[Task requirements]: Every line in the listing below that holds the word "ClientOptions" should be returned.
---------- Records provided ----------
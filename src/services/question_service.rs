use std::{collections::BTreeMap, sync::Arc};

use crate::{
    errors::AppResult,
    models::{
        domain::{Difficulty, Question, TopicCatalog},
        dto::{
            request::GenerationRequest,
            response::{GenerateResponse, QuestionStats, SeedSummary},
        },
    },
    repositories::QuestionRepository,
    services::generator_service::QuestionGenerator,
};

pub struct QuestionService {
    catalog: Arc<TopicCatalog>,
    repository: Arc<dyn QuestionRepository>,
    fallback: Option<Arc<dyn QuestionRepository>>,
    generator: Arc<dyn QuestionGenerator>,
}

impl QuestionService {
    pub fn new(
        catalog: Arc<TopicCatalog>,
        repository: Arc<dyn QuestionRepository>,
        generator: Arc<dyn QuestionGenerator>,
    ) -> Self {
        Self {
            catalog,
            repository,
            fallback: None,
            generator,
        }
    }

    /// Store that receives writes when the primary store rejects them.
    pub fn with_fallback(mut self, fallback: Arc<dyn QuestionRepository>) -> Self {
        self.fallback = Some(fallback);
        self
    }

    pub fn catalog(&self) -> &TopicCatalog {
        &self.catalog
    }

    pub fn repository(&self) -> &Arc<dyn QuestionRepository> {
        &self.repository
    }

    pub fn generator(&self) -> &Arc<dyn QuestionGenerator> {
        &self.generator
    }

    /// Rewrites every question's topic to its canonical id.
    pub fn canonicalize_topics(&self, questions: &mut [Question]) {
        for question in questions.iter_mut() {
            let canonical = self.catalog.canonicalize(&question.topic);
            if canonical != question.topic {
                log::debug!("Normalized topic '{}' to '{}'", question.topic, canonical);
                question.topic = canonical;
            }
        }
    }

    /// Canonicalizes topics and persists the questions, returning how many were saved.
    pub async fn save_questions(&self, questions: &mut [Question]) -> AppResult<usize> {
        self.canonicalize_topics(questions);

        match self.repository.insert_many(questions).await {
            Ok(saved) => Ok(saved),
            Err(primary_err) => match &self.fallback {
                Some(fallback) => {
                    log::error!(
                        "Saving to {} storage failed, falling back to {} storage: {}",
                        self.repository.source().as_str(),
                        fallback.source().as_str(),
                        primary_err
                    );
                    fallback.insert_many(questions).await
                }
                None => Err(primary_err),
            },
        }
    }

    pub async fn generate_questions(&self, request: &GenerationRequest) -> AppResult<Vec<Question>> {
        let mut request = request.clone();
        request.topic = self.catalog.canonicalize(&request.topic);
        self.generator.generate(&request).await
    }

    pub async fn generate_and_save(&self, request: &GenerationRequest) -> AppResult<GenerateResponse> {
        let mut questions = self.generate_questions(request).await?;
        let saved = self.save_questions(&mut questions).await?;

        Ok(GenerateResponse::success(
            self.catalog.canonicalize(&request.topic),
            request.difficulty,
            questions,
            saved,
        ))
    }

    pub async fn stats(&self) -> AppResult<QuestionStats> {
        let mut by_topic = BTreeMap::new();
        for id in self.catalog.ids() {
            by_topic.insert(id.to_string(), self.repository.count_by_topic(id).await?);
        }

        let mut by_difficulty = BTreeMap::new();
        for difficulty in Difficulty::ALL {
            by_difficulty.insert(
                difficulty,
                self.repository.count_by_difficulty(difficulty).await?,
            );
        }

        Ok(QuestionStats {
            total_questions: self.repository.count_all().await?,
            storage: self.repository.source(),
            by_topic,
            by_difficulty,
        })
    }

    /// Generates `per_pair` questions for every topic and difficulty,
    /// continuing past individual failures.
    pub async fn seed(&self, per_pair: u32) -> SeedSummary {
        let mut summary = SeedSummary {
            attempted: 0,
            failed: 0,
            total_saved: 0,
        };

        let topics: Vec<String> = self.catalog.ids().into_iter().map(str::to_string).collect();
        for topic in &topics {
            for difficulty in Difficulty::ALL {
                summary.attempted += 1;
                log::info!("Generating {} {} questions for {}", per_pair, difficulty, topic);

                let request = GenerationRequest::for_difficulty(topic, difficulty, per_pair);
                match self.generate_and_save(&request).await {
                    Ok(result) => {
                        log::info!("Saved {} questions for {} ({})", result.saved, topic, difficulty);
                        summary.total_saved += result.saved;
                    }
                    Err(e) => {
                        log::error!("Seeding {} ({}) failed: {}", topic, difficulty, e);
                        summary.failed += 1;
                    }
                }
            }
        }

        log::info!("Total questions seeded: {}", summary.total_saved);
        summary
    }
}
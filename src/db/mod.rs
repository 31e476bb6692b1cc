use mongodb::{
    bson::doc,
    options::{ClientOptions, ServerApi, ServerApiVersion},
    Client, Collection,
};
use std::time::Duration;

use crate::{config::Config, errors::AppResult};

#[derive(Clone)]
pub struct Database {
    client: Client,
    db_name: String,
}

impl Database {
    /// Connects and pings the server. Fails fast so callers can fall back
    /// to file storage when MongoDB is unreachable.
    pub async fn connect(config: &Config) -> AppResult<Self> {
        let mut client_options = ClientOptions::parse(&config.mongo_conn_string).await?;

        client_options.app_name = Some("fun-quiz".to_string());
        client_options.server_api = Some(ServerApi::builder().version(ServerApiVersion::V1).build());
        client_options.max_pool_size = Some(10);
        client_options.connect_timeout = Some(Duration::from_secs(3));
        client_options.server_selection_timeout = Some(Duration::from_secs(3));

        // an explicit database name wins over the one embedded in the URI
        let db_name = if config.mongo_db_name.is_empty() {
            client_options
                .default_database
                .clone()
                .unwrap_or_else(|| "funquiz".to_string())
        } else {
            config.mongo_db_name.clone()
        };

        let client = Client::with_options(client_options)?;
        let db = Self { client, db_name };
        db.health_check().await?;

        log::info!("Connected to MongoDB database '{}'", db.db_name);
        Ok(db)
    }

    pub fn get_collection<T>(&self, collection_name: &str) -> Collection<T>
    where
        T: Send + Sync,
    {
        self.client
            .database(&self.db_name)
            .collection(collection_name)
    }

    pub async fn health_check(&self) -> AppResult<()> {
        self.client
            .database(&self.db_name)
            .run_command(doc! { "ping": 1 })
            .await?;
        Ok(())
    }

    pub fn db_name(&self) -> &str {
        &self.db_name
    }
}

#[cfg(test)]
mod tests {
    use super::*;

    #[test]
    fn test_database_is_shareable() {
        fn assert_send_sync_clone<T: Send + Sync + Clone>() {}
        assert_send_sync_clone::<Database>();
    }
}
----------
[Result of this exercise]:
    options::{ClientOptions, ServerApi, ServerApiVersion},
        let mut client_options = ClientOptions::parse(&config.mongo_conn_string).await?;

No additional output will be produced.